Please note: I reserve the right to delete comments that are offensive or off-topic.

9 thoughts on “Obstacles

  1. That sounds like a scary situation. I have been reading a lot about dog attacks lately, so I would love to know what kind of dogs they are. I definitely wouldn’t walk by the dogs again. Could you drive somewhere that is safe to walk?

    • Yeah, that is the direction I am leaning–driving somewhere. SO frustrating, though! I don’t really know what kind–although my gut says there is some pit bull in them. They are about the same size as my lab so I don’t think they are 100% pit bull.

  2. Leslie,
    Appreciate your post. We have two Dobermans, very friendly, but their breed reputation proceeds them. We have introduced them to the neighbor hood residents. We do not walk them where anyone would be upset. This lady should be more considerate. I feel she should be reported about the control of her animals. No one should be forced to obey an animal. My friend’s dog was badly damaged by pit bull, this damaged her for seeing animals near her new puppy.
    I feel it is a disgrace to allow your dog to intimidate a person. My heart aches at this cruel treatment to dogs. I would report her. Our dogs have taught the neighbor that Dobermans are a nice breed, he was extremely in fear of them, so we make sure he does not suffer. We all need to pray about this. My husband in his job was bitten 23 times, he held the record in his office. Three quarters of these dogs were small dogs. So small, large, or whatever, it is the owner’s responsibility to make the dog mind.

  3. Well, I’m quite sure you’re already doing the most effective thing possible–praying for your neighbor and how she handles her animals. Some thoughts come to mind: when you walk, take with you large Milkbone type snacks to bribe the dogs, and carry a stout walking stick that is also effective if needed to defend yourself and your dogs.

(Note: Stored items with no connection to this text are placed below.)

// Copyright (c) 2025 R3BL LLC. Licensed under Apache License, Version 2.0.

//! The keyword table: two inverse maps between color keyword names and
//! canonical 8-hex-digit lowercase RGBA strings.
//!
//! A process-wide default registry backs the convenience entry points
//! ([`ColorValue::parse`], [`add_keyword`]); an explicit [`KeywordRegistry`]
//! can be injected instead for test isolation or copy-on-write setups.
//!
//! [`ColorValue::parse`]: crate::ColorValue::parse

use crate::{ColorError, ColorResult, ColorValue};
use std::{collections::HashMap,
          sync::{LazyLock, PoisonError, RwLock, RwLockReadGuard}};

/// The canonical fully-transparent color. Any color whose alpha is exactly
/// zero reverse-maps to this entry.
pub(crate) const TRANSPARENT_KEY: &str = "00000000";

/// Keyword names and their canonical colors, including the CSS2-era extras
/// (`feldspar`, `lightslateblue`, `violetred`) and every `gray`/`grey`
/// spelling alias. Aliases share a canonical value; the `gray` spelling is
/// declared first so reverse lookups prefer it.
pub const CSS_COLOR_KEYWORDS: &[(&str, &str)] = &[
    ("aliceblue", "f0f8ffff"),
    ("antiquewhite", "faebd7ff"),
    ("aqua", "00ffffff"),
    ("aquamarine", "7fffd4ff"),
    ("azure", "f0ffffff"),
    ("beige", "f5f5dcff"),
    ("bisque", "ffe4c4ff"),
    ("black", "000000ff"),
    ("blanchedalmond", "ffebcdff"),
    ("blue", "0000ffff"),
    ("blueviolet", "8a2be2ff"),
    ("brown", "a52a2aff"),
    ("burlywood", "deb887ff"),
    ("cadetblue", "5f9ea0ff"),
    ("chartreuse", "7fff00ff"),
    ("chocolate", "d2691eff"),
    ("coral", "ff7f50ff"),
    ("cornflowerblue", "6495edff"),
    ("cornsilk", "fff8dcff"),
    ("crimson", "dc143cff"),
    ("darkblue", "00008bff"),
    ("darkcyan", "008b8bff"),
    ("darkgoldenrod", "b8860bff"),
    ("darkgray", "a9a9a9ff"),
    ("darkgreen", "006400ff"),
    ("darkgrey", "a9a9a9ff"),
    ("darkkhaki", "bdb76bff"),
    ("darkmagenta", "8b008bff"),
    ("darkolivegreen", "556b2fff"),
    ("darkorange", "ff8c00ff"),
    ("darkorchid", "9932ccff"),
    ("darkred", "8b0000ff"),
    ("darksalmon", "e9967aff"),
    ("darkseagreen", "8fbc8fff"),
    ("darkslateblue", "483d8bff"),
    ("darkslategray", "2f4f4fff"),
    ("darkslategrey", "2f4f4fff"),
    ("darkturquoise", "00ced1ff"),
    ("darkviolet", "9400d3ff"),
    ("deeppink", "ff1493ff"),
    ("deepskyblue", "00bfffff"),
    ("dimgray", "696969ff"),
    ("dimgrey", "696969ff"),
    ("dodgerblue", "1e90ffff"),
    ("feldspar", "d19275ff"),
    ("firebrick", "b22222ff"),
    ("floralwhite", "fffaf0ff"),
    ("forestgreen", "228b22ff"),
    ("fuchsia", "ff00ffff"),
    ("gainsboro", "dcdcdcff"),
    ("ghostwhite", "f8f8ffff"),
    ("gold", "ffd700ff"),
    ("goldenrod", "daa520ff"),
    ("gray", "808080ff"),
    ("green", "008000ff"),
    ("greenyellow", "adff2fff"),
    ("grey", "808080ff"),
    ("honeydew", "f0fff0ff"),
    ("hotpink", "ff69b4ff"),
    ("indianred", "cd5c5cff"),
    ("indigo", "4b0082ff"),
    ("ivory", "fffff0ff"),
    ("khaki", "f0e68cff"),
    ("lavender", "e6e6faff"),
    ("lavenderblush", "fff0f5ff"),
    ("lawngreen", "7cfc00ff"),
    ("lemonchiffon", "fffacdff"),
    ("lightblue", "add8e6ff"),
    ("lightcoral", "f08080ff"),
    ("lightcyan", "e0ffffff"),
    ("lightgoldenrodyellow", "fafad2ff"),
    ("lightgray", "d3d3d3ff"),
    ("lightgreen", "90ee90ff"),
    ("lightgrey", "d3d3d3ff"),
    ("lightpink", "ffb6c1ff"),
    ("lightsalmon", "ffa07aff"),
    ("lightseagreen", "20b2aaff"),
    ("lightskyblue", "87cefaff"),
    ("lightslateblue", "8470ffff"),
    ("lightslategray", "778899ff"),
    ("lightslategrey", "778899ff"),
    ("lightsteelblue", "b0c4deff"),
    ("lightyellow", "ffffe0ff"),
    ("lime", "00ff00ff"),
    ("limegreen", "32cd32ff"),
    ("linen", "faf0e6ff"),
    ("maroon", "800000ff"),
    ("mediumaquamarine", "66cdaaff"),
    ("mediumblue", "0000cdff"),
    ("mediumorchid", "ba55d3ff"),
    ("mediumpurple", "9370d8ff"),
    ("mediumseagreen", "3cb371ff"),
    ("mediumslateblue", "7b68eeff"),
    ("mediumspringgreen", "00fa9aff"),
    ("mediumturquoise", "48d1ccff"),
    ("mediumvioletred", "c71585ff"),
    ("midnightblue", "191970ff"),
    ("mintcream", "f5fffaff"),
    ("mistyrose", "ffe4e1ff"),
    ("moccasin", "ffe4b5ff"),
    ("navajowhite", "ffdeadff"),
    ("navy", "000080ff"),
    ("oldlace", "fdf5e6ff"),
    ("olive", "808000ff"),
    ("olivedrab", "6b8e23ff"),
    ("orange", "ffa500ff"),
    ("orangered", "ff4500ff"),
    ("orchid", "da70d6ff"),
    ("palegoldenrod", "eee8aaff"),
    ("palegreen", "98fb98ff"),
    ("paleturquoise", "afeeeeff"),
    ("palevioletred", "d87093ff"),
    ("papayawhip", "ffefd5ff"),
    ("peachpuff", "ffdab9ff"),
    ("peru", "cd853fff"),
    ("pink", "ffc0cbff"),
    ("plum", "dda0ddff"),
    ("powderblue", "b0e0e6ff"),
    ("purple", "800080ff"),
    ("red", "ff0000ff"),
    ("rebeccapurple", "663399ff"),
    ("rosybrown", "bc8f8fff"),
    ("royalblue", "4169e1ff"),
    ("saddlebrown", "8b4513ff"),
    ("salmon", "fa8072ff"),
    ("sandybrown", "f4a460ff"),
    ("seagreen", "2e8b57ff"),
    ("seashell", "fff5eeff"),
    ("sienna", "a0522dff"),
    ("silver", "c0c0c0ff"),
    ("skyblue", "87ceebff"),
    ("slateblue", "6a5acdff"),
    ("slategray", "708090ff"),
    ("slategrey", "708090ff"),
    ("snow", "fffafaff"),
    ("springgreen", "00ff7fff"),
    ("steelblue", "4682b4ff"),
    ("tan", "d2b48cff"),
    ("teal", "008080ff"),
    ("thistle", "d8bfd8ff"),
    ("tomato", "ff6347ff"),
    ("transparent", "00000000"),
    ("turquoise", "40e0d0ff"),
    ("violet", "ee82eeff"),
    ("violetred", "d02090ff"),
    ("wheat", "f5deb3ff"),
    ("white", "ffffffff"),
    ("whitesmoke", "f5f5f5ff"),
    ("yellow", "ffff00ff"),
    ("yellowgreen", "9acd32ff"),
];

/// Forward (name → canonical color) and inverse (canonical color → name)
/// keyword maps. `Default` seeds both from [`CSS_COLOR_KEYWORDS`].
#[derive(Debug, Clone)]
pub struct KeywordRegistry {
    name_to_color: HashMap<String, String>,
    color_to_name: HashMap<String, String>,
}

impl Default for KeywordRegistry {
    fn default() -> Self {
        let mut name_to_color = HashMap::with_capacity(CSS_COLOR_KEYWORDS.len());
        let mut color_to_name = HashMap::with_capacity(CSS_COLOR_KEYWORDS.len());
        for &(name, canonical) in CSS_COLOR_KEYWORDS {
            name_to_color.insert(name.to_owned(), canonical.to_owned());
            // First declaration wins, so spelling aliases reverse-map to the
            // name declared first.
            color_to_name
                .entry(canonical.to_owned())
                .or_insert_with(|| name.to_owned());
        }
        Self {
            name_to_color,
            color_to_name,
        }
    }
}

impl KeywordRegistry {
    /// A registry with no seeded keywords.
    #[must_use]
    pub fn empty() -> Self {
        Self {
            name_to_color: HashMap::new(),
            color_to_name: HashMap::new(),
        }
    }

    /// Resolve a (case-normalized) keyword name to its canonical color.
    #[must_use]
    pub fn resolve(&self, name: &str) -> Option<&str> {
        self.name_to_color.get(name).map(String::as_str)
    }

    /// Reverse-resolve a canonical color to its keyword name.
    #[must_use]
    pub fn keyword_for(&self, canonical: &str) -> Option<&str> {
        self.color_to_name.get(canonical).map(String::as_str)
    }

    /// Register `name` for an already parsed color. Both directions are
    /// inserted; existing entries for the name or the color are overwritten
    /// silently, last write wins.
    ///
    /// # Errors
    ///
    /// [`ColorError::InvalidKeywordName`] when `name` is empty or blank.
    pub fn add_keyword(&mut self, name: &str, color: &ColorValue) -> ColorResult<()> {
        if name.trim().is_empty() {
            return Err(ColorError::InvalidKeywordName);
        }
        let name = name.to_lowercase();
        let canonical = color
            .to_hexa()
            .as_str()
            .trim_start_matches('#')
            .to_lowercase();
        self.name_to_color.insert(name.clone(), canonical.clone());
        self.color_to_name.insert(canonical, name);
        Ok(())
    }

    /// Register `name` for a color given as a string, parsed against this
    /// registry (without a `currentcolor` context).
    ///
    /// # Errors
    ///
    /// [`ColorError::InvalidKeywordName`] for an empty name, or
    /// [`ColorError::UnresolvableKeywordColor`] carrying the parse failure.
    pub fn add_keyword_str(&mut self, name: &str, color: &str) -> ColorResult<()> {
        let parsed = ColorValue::parse_with(color, self, None)
            .map_err(|err| ColorError::UnresolvableKeywordColor(Box::new(err)))?;
        self.add_keyword(name, &parsed)
    }
}

static GLOBAL_KEYWORDS: LazyLock<RwLock<KeywordRegistry>> =
    LazyLock::new(|| RwLock::new(KeywordRegistry::default()));

/// Read access to the process-wide default registry.
pub(crate) fn global_keywords() -> RwLockReadGuard<'static, KeywordRegistry> {
    GLOBAL_KEYWORDS
        .read()
        .unwrap_or_else(PoisonError::into_inner)
}

/// Register `name` as a keyword for `color` (a color string) in the
/// process-wide table.
///
/// # Errors
///
/// [`ColorError::InvalidKeywordName`] for an empty name, or
/// [`ColorError::UnresolvableKeywordColor`] when `color` does not parse.
pub fn add_keyword(name: &str, color: &str) -> ColorResult<()> {
    let parsed = ColorValue::parse(color)
        .map_err(|err| ColorError::UnresolvableKeywordColor(Box::new(err)))?;
    add_keyword_color(name, &parsed)
}

/// Register `name` as a keyword for an already parsed color in the
/// process-wide table.
///
/// # Errors
///
/// [`ColorError::InvalidKeywordName`] when `name` is empty or blank.
pub fn add_keyword_color(name: &str, color: &ColorValue) -> ColorResult<()> {
    let mut registry = GLOBAL_KEYWORDS
        .write()
        .unwrap_or_else(PoisonError::into_inner);
    registry.add_keyword(name, color)
}
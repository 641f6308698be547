// Copyright (c) 2025 R3BL LLC. Licensed under Apache License, Version 2.0.

//! The single error kind raised by color parsing and keyword registration.

use miette::Diagnostic;
use thiserror::Error;

/// Result alias for every fallible operation in this crate.
pub type ColorResult<T> = core::result::Result<T, ColorError>;

/// Why a color string could not be turned into a
/// [`ColorValue`](crate::ColorValue), or a keyword could not be registered.
///
/// Every failure is surfaced synchronously at the parse or registration call
/// site; there is no partially-constructed color value to inspect afterwards.
#[derive(Error, Debug, Diagnostic, Clone, PartialEq, Eq)]
pub enum ColorError {
    #[error("Unable to parse the red value")]
    InvalidRed,

    #[error("Unable to parse the green value")]
    InvalidGreen,

    #[error("Unable to parse the blue value")]
    InvalidBlue,

    #[error("Unable to parse the alpha value")]
    InvalidAlpha,

    /// A `#`-prefixed string whose digit count is not 3, 4, 6, or 8.
    #[error("Unable to parse HEX color")]
    MalformedHexLength,

    /// `currentcolor` was used without a
    /// [`ResolveCurrentColor`](crate::ResolveCurrentColor) capability.
    #[error("'currentColor' cannot be used without a context")]
    CurrentColorWithoutContext,

    /// No grammar scheme recognized the normalized input.
    #[error("Unable to parse the given color string")]
    UnparsableColor,

    #[error("Keyword name must not be empty")]
    InvalidKeywordName,

    /// The color string handed to keyword registration did not parse. The
    /// underlying parse failure is carried as the source.
    #[error("Could not parse the color for the keyword")]
    UnresolvableKeywordColor(#[source] Box<ColorError>),
}
use axum::{Json, http::StatusCode, response::IntoResponse};
use serde::{Deserialize, Serialize};

/// Health check endpoint response structure
#[derive(Debug, Clone, PartialEq, Eq, Serialize, Deserialize)]
pub struct HealthResponse {
    pub status: String,
}

/// Test endpoint response structure
#[derive(Debug, Clone, PartialEq, Eq, Serialize, Deserialize)]
pub struct MessageResponse {
    pub message: String,
}

/// GET /api/health
///
/// Liveness stub: always reports "healthy", no dependency is checked.
pub async fn health_check() -> impl IntoResponse {
    let response = HealthResponse {
        status: "healthy".to_string(),
    };

    (StatusCode::OK, Json(response))
}

/// GET /api/test
pub async fn api_test() -> impl IntoResponse {
    let response = MessageResponse {
        message: "Backend API is working".to_string(),
    };

    (StatusCode::OK, Json(response))
}

#[cfg(test)]
mod tests {
    use super::*;

    #[tokio::test]
    async fn test_health_check() {
        let response = health_check().await.into_response();
        assert_eq!(response.status(), StatusCode::OK);
    }

    #[tokio::test]
    async fn test_api_test() {
        let response = api_test().await.into_response();
        assert_eq!(response.status(), StatusCode::OK);
    }

    #[test]
    fn test_payload_shapes() {
        let health = serde_json::to_string(&HealthResponse {
            status: "healthy".to_string(),
        })
        .unwrap();
        assert_eq!(health, r#"{"status":"healthy"}"#);

        let message = serde_json::to_string(&MessageResponse {
            message: "Backend API is working".to_string(),
        })
        .unwrap();
        assert_eq!(message, r#"{"message":"Backend API is working"}"#);
    }
}
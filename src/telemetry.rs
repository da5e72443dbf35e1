//! Logging setup shared by both binaries

use tracing_subscriber::{layer::SubscriberExt, util::SubscriberInitExt};

/// Installs the global `tracing` subscriber.
///
/// Honors `RUST_LOG`; falls back to `info` when it is unset or invalid.
pub fn setup_tracing() {
    let filter = tracing_subscriber::EnvFilter::try_from_default_env()
        .unwrap_or_else(|_| tracing_subscriber::EnvFilter::new("info"));

    tracing_subscriber::registry()
        .with(filter)
        .with(tracing_subscriber::fmt::layer())
        .init();
}
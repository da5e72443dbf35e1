// SPDX-License-Identifier: MIT
// Copyright (c) 2025 Jesof

mod backend;
mod frontend;

pub use backend::{HealthResponse, MessageResponse, api_test, health_check};
pub use frontend::{FRONTEND_BANNER, root};

use axum::http::StatusCode;

/// Answers requests for a known path with an unregistered method
pub async fn not_found() -> StatusCode {
    StatusCode::NOT_FOUND
}
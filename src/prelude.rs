// SPDX-License-Identifier: MIT
// Copyright (c) 2025 Jesof

//! Prelude module for convenient imports
//!
//! ```rust
//! use demo_app::prelude::*;
//! ```

// Core types
pub use crate::config::{Config, Service};
pub use crate::error::{AppError, Result};

// HTTP surface
pub use crate::api::{backend_router, create_router, frontend_router};
pub use crate::server::{bind, run, serve};
pub use crate::telemetry::setup_tracing;
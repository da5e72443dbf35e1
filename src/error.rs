//! Error types for the demo services

use thiserror::Error;

/// Main application error type
#[derive(Debug, Error)]
pub enum AppError {
    /// Configuration error
    #[error("Configuration error: {0}")]
    Config(String),

    /// Network or IO error (bind failures end up here)
    #[error("IO error: {0}")]
    Io(#[from] std::io::Error),

    /// Address parsing error
    #[error("Address parse error: {0}")]
    AddrParse(#[from] std::net::AddrParseError),
}

/// Convenient alias for Result with application error
pub type Result<T> = std::result::Result<T, AppError>;
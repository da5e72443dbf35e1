use demo_app::prelude::*;

#[tokio::main]
async fn main() -> Result<()> {
    dotenvy::dotenv().ok();
    setup_tracing();

    let service = Service::Frontend;
    let config = Config::from_env(service).inspect_err(|e| {
        tracing::error!("{}", e);
    })?;

    run(service, &config).await
}
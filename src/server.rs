// SPDX-License-Identifier: MIT
// Copyright (c) 2025 Jesof

//! Listener lifecycle: bind, announce, serve

use std::net::SocketAddr;

use axum::Router;
use tokio::net::TcpListener;

use crate::api;
use crate::config::{Config, Service};
use crate::error::Result;

/// Parses `addr` and binds a TCP listener on it.
///
/// A taken port is reported as [`AppError::Io`](crate::AppError::Io) and is
/// never retried.
pub async fn bind(addr: &str) -> Result<TcpListener> {
    let addr: SocketAddr = addr.parse().map_err(|e| {
        tracing::error!("Invalid server address '{}': {}", addr, e);
        e
    })?;

    let listener = TcpListener::bind(addr).await.map_err(|e| {
        tracing::error!("Failed to bind address {}: {}", addr, e);
        e
    })?;

    Ok(listener)
}

/// Serves `router` on an already bound listener until the transport fails
pub async fn serve(listener: TcpListener, router: Router, service: Service) -> Result<()> {
    let local_addr = listener.local_addr()?;

    tracing::info!("{} listening at http://{}", service, local_addr);
    tracing::info!("Endpoints:");
    for (method, path) in api::endpoints(service) {
        tracing::info!("  - {} {}", method, path);
    }

    axum::serve(listener, router).await.map_err(|e| {
        tracing::error!("Server error: {}", e);
        e
    })?;

    Ok(())
}

/// Binds the configured address and serves the service's route table
pub async fn run(service: Service, config: &Config) -> Result<()> {
    let listener = bind(&config.server_addr).await?;
    serve(listener, api::create_router(service), service).await
}
use axum::http::StatusCode;
use axum::response::IntoResponse;

/// Body returned by the frontend root route
pub const FRONTEND_BANNER: &str = "Frontend Server Running";

/// GET /
///
/// Static banner served as `text/plain`.
pub async fn root() -> impl IntoResponse {
    (StatusCode::OK, FRONTEND_BANNER)
}
use crate::core::{ElementType, FeatureData};
use std::sync::Arc;

/// Typed output buffer that decoders write into value by value.
///
/// Every push checks the value against the requested element type; a
/// rejected value yields a message naming its index.
pub(crate) enum ValueSink {
    F32(Vec<f32>),
    U8(Vec<u8>),
    U16(Vec<u16>),
    U32(Vec<u32>),
}

type PushResult = std::result::Result<(), String>;

impl ValueSink {
    pub fn with_capacity(element_type: ElementType, capacity: usize) -> Self {
        match element_type {
            ElementType::F32 => ValueSink::F32(Vec::with_capacity(capacity)),
            ElementType::U8 => ValueSink::U8(Vec::with_capacity(capacity)),
            ElementType::U16 => ValueSink::U16(Vec::with_capacity(capacity)),
            ElementType::U32 => ValueSink::U32(Vec::with_capacity(capacity)),
        }
    }

    pub fn element_type(&self) -> ElementType {
        match self {
            ValueSink::F32(_) => ElementType::F32,
            ValueSink::U8(_) => ElementType::U8,
            ValueSink::U16(_) => ElementType::U16,
            ValueSink::U32(_) => ElementType::U32,
        }
    }

    pub fn len(&self) -> usize {
        match self {
            ValueSink::F32(v) => v.len(),
            ValueSink::U8(v) => v.len(),
            ValueSink::U16(v) => v.len(),
            ValueSink::U32(v) => v.len(),
        }
    }

    pub fn push_float(&mut self, value: f64) -> PushResult {
        if let ValueSink::F32(v) = self {
            let narrowed = value as f32;
            if value.is_finite() && !narrowed.is_finite() {
                return Err(format!(
                    "value {} at index {} overflows f32",
                    value,
                    v.len()
                ));
            }
            v.push(narrowed);
            return Ok(());
        }
        if value.is_nan() {
            return self.push_missing();
        }
        if value.fract() != 0.0 {
            return Err(format!(
                "value {} at index {} is not an integer but {} was requested",
                value,
                self.len(),
                self.element_type().name()
            ));
        }
        self.push_integer(value as i128)
    }

    pub fn push_integer(&mut self, value: i128) -> PushResult {
        let index = self.len();
        let element_type = self.element_type();
        let out_of_range = || {
            format!(
                "value {} at index {} does not fit in {}",
                value,
                index,
                element_type.name()
            )
        };

        if let Some(max) = element_type.integer_max() {
            if value < 0 || value > i128::from(max) {
                return Err(out_of_range());
            }
        }

        // Range was checked above, so the integer casts are exact
        match self {
            ValueSink::F32(v) => {
                let narrowed = value as f32;
                if narrowed as i128 != value {
                    return Err(format!(
                        "value {} at index {} has no exact f32 representation",
                        value, index
                    ));
                }
                v.push(narrowed);
            }
            ValueSink::U8(v) => v.push(value as u8),
            ValueSink::U16(v) => v.push(value as u16),
            ValueSink::U32(v) => v.push(value as u32),
        }
        Ok(())
    }

    pub fn push_bool(&mut self, value: bool) -> PushResult {
        if let ValueSink::F32(_) = self {
            return Err(format!(
                "boolean at index {} cannot be stored as f32",
                self.len()
            ));
        }
        self.push_integer(value as i128)
    }

    pub fn push_missing(&mut self) -> PushResult {
        match self {
            ValueSink::F32(v) => {
                v.push(f32::NAN);
                Ok(())
            }
            other => Err(format!(
                "missing value at index {} has no {} representation",
                other.len(),
                other.element_type().name()
            )),
        }
    }

    /// Bulk append for float columns that are already in the target type
    pub fn extend_f32(&mut self, values: &[f32]) -> bool {
        match self {
            ValueSink::F32(v) => {
                v.extend_from_slice(values);
                true
            }
            _ => false,
        }
    }

    pub fn finish(self) -> FeatureData {
        match self {
            ValueSink::F32(v) => FeatureData::F32(Arc::new(v)),
            ValueSink::U8(v) => FeatureData::U8(Arc::new(v)),
            ValueSink::U16(v) => FeatureData::U16(Arc::new(v)),
            ValueSink::U32(v) => FeatureData::U32(Arc::new(v)),
        }
    }
}
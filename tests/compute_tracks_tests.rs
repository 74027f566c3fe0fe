use colorizer_engine::compute::{build_tracks, build_tracks_with_ids, Positions};

#[test]
fn test_rebuild_sorts_samples_by_time() {
    let tracks = build_tracks_with_ids(&[10, 11, 12], &[5, 5, 5], &[3, 1, 2], None);

    assert_eq!(tracks.len(), 1);
    let track = &tracks[&5];
    assert_eq!(track.track_id, 5);
    assert_eq!(track.times, vec![1, 2, 3]);
    assert_eq!(track.object_ids, vec![11, 12, 10]);
    assert!(!track.has_centroids());
}

#[test]
fn test_centroids_follow_the_time_permutation() {
    let centroids = [0.0, 0.5, 1.0, 1.5, 2.0, 2.5];
    let tracks = build_tracks_with_ids(
        &[10, 11, 12],
        &[5, 5, 5],
        &[3, 1, 2],
        Some(Positions::planar(&centroids)),
    );

    let track = &tracks[&5];
    assert_eq!(track.dims, 2);
    assert_eq!(
        track.centroids.as_deref(),
        Some(&[1.0, 1.5, 2.0, 2.5, 0.0, 0.5][..])
    );
    // Every sample still points at its own object's position
    for (k, &id) in track.object_ids.iter().enumerate() {
        let object = (id - 10) as usize;
        assert_eq!(track.centroid(k), Some(&centroids[2 * object..2 * object + 2]));
    }
}

#[test]
fn test_object_index_is_the_default_id() {
    let tracks = build_tracks(&[0, 1, 0, 1], &[0, 0, 1, 1], None);

    assert_eq!(tracks.len(), 2);
    assert_eq!(tracks[&0].object_ids, vec![0, 2]);
    assert_eq!(tracks[&1].object_ids, vec![1, 3]);
}

#[test]
fn test_equal_times_keep_input_order() {
    let tracks = build_tracks(&[4, 4, 4, 4], &[2, 1, 2, 1], None);

    let track = &tracks[&4];
    assert_eq!(track.times, vec![1, 1, 2, 2]);
    assert_eq!(track.object_ids, vec![1, 3, 0, 2]);
}

#[test]
fn test_every_track_is_time_sorted() {
    let track_ids: Vec<u32> = (0..60).map(|i| i % 7).collect();
    let times: Vec<u32> = (0..60).map(|i| (i * 37 % 19) as u32).collect();
    let tracks = build_tracks(&track_ids, &times, None);

    let total: usize = tracks.values().map(|t| t.len()).sum();
    assert_eq!(total, 60);
    for track in tracks.values() {
        assert!(track.times.windows(2).all(|w| w[0] <= w[1]));
        for (&time, &id) in track.times.iter().zip(&track.object_ids) {
            assert_eq!(times[id as usize], time);
            assert_eq!(track_ids[id as usize], track.track_id);
        }
    }
}

#[test]
fn test_short_centroid_table_is_ignored() {
    let tracks = build_tracks(&[1, 1], &[0, 1], Some(Positions::planar(&[0.0, 0.0, 1.0])));
    assert!(!tracks[&1].has_centroids());
}

#[test]
fn test_mismatched_lengths_use_common_prefix() {
    let tracks = build_tracks(&[1, 1, 2], &[0, 1], None);
    assert_eq!(tracks.len(), 1);
    assert_eq!(tracks[&1].len(), 2);
}

#[test]
fn test_empty_tables_give_no_tracks() {
    assert!(build_tracks(&[], &[], None).is_empty());
}
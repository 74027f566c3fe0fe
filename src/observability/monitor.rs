use super::MetricsCollector;
use log::info;

pub struct ChannelMonitor {
    collector: MetricsCollector,
}

impl ChannelMonitor {
    pub fn new(collector: MetricsCollector) -> Self {
        Self { collector }
    }

    pub fn generate_report(&self) -> String {
        let snapshot = self.collector.snapshot();

        let mut report = String::from("=== Compute Channel Metrics ===\n");

        for metrics in snapshot.iter().filter(|m| m.dispatched > 0) {
            report.push_str(&format!(
                "\n[{}]\n  Jobs: {} dispatched, {} completed\n  Errors: {}\n  Avg Latency: {}μs\n",
                metrics.job,
                metrics.dispatched,
                metrics.completed,
                if metrics.errors_count > 0 {
                    format!("{} error{}", metrics.errors_count, if metrics.errors_count == 1 { "" } else { "s" })
                } else {
                    "0 errors".to_string()
                },
                metrics.avg_latency_us
            ));
        }

        report
    }

    pub fn log_report(&self) {
        for line in self.generate_report().lines().filter(|l| !l.is_empty()) {
            info!("{}", line);
        }
    }

    pub fn collector(&self) -> &MetricsCollector {
        &self.collector
    }
}
use crate::engine::JobName;
use std::sync::atomic::{AtomicU64, Ordering};
use std::time::Instant;

/// Counters for one job kind, shared between the channel and its workers
pub struct JobMetrics {
    job: JobName,
    dispatched: AtomicU64,
    completed: AtomicU64,
    errors_count: AtomicU64,
    total_latency_us: AtomicU64,
    latency_samples: AtomicU64,
}

impl JobMetrics {
    pub fn new(job: JobName) -> Self {
        Self {
            job,
            dispatched: AtomicU64::new(0),
            completed: AtomicU64::new(0),
            errors_count: AtomicU64::new(0),
            total_latency_us: AtomicU64::new(0),
            latency_samples: AtomicU64::new(0),
        }
    }

    pub fn job(&self) -> JobName {
        self.job
    }

    pub fn dispatched(&self) -> u64 {
        self.dispatched.load(Ordering::Relaxed)
    }

    pub fn completed(&self) -> u64 {
        self.completed.load(Ordering::Relaxed)
    }

    pub fn errors_count(&self) -> u64 {
        self.errors_count.load(Ordering::Relaxed)
    }

    pub fn record_dispatched(&self) {
        self.dispatched.fetch_add(1, Ordering::Relaxed);
    }

    pub fn record_completed(&self) {
        self.completed.fetch_add(1, Ordering::Relaxed);
    }

    pub fn record_error(&self) {
        self.errors_count.fetch_add(1, Ordering::Relaxed);
    }

    pub fn start_processing(&self) -> Instant {
        Instant::now()
    }

    pub fn finish_processing(&self, start: Instant) {
        let latency_us = start.elapsed().as_micros() as u64;
        self.total_latency_us.fetch_add(latency_us, Ordering::Relaxed);
        self.latency_samples.fetch_add(1, Ordering::Relaxed);
    }

    pub fn avg_latency_us(&self) -> u64 {
        let samples = self.latency_samples.load(Ordering::Relaxed);
        if samples == 0 {
            return 0;
        }
        self.total_latency_us.load(Ordering::Relaxed) / samples
    }
}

    But why not take this opportunity to kindly approach your neighbor to problem solve? Introduce yourself and ask her what she suggests might work well. Don’t go in with a critical heart, but one of love for your neighbor, seeking to know what to do to help solve this problem. Ask her if giving her dogs a treat would be acceptable, and meet the dogs. Find out what they’re called so you can call them by name as you approach her house, and make sure they get a chance to know your scent.

    If you think it’s a good idea, you might even introduce the dogs to each other. This is always best done in neutral territory–an empty field, or a dog park, if you have one, and one on one at first. I’ve used empty tennis courts to do this because it’s fully fenced, there’s a barrier, and separate entrances. If the dogs get along you can let them off leash.

    Maybe you know this woman already–I don’t know–but if not, even if you can’t change things you might be a Christian witness to her. Tell her you’ve been praying for her and the situation. Take her a baggie of dog snacks. I’m sure there’s more to it than you can express here, but pray and see if the Lord doesn’t want you to make this obstacle into an opportunity, depending on the situation, of course. I think any time we can meet and talk it’s a great opportunity to shine the light of Jesus.

  4. I would talk to the owner and follow all of the positive suggestions in your comments below. In the end it is the responsibility of all pet owners to control or restrain their pets. I would call animal control. I’m the pet parent of a collie that hates trash trucks and loses her mind when she hears them. I have to work with her and restrain her. It’s a pet owners responsibility. You should not have to drive to walk.

    • Well, I do agree but the bottom line is that this pet owner has been talked to several times before by the authorities and nothing changes. I really don’t think I have any other option.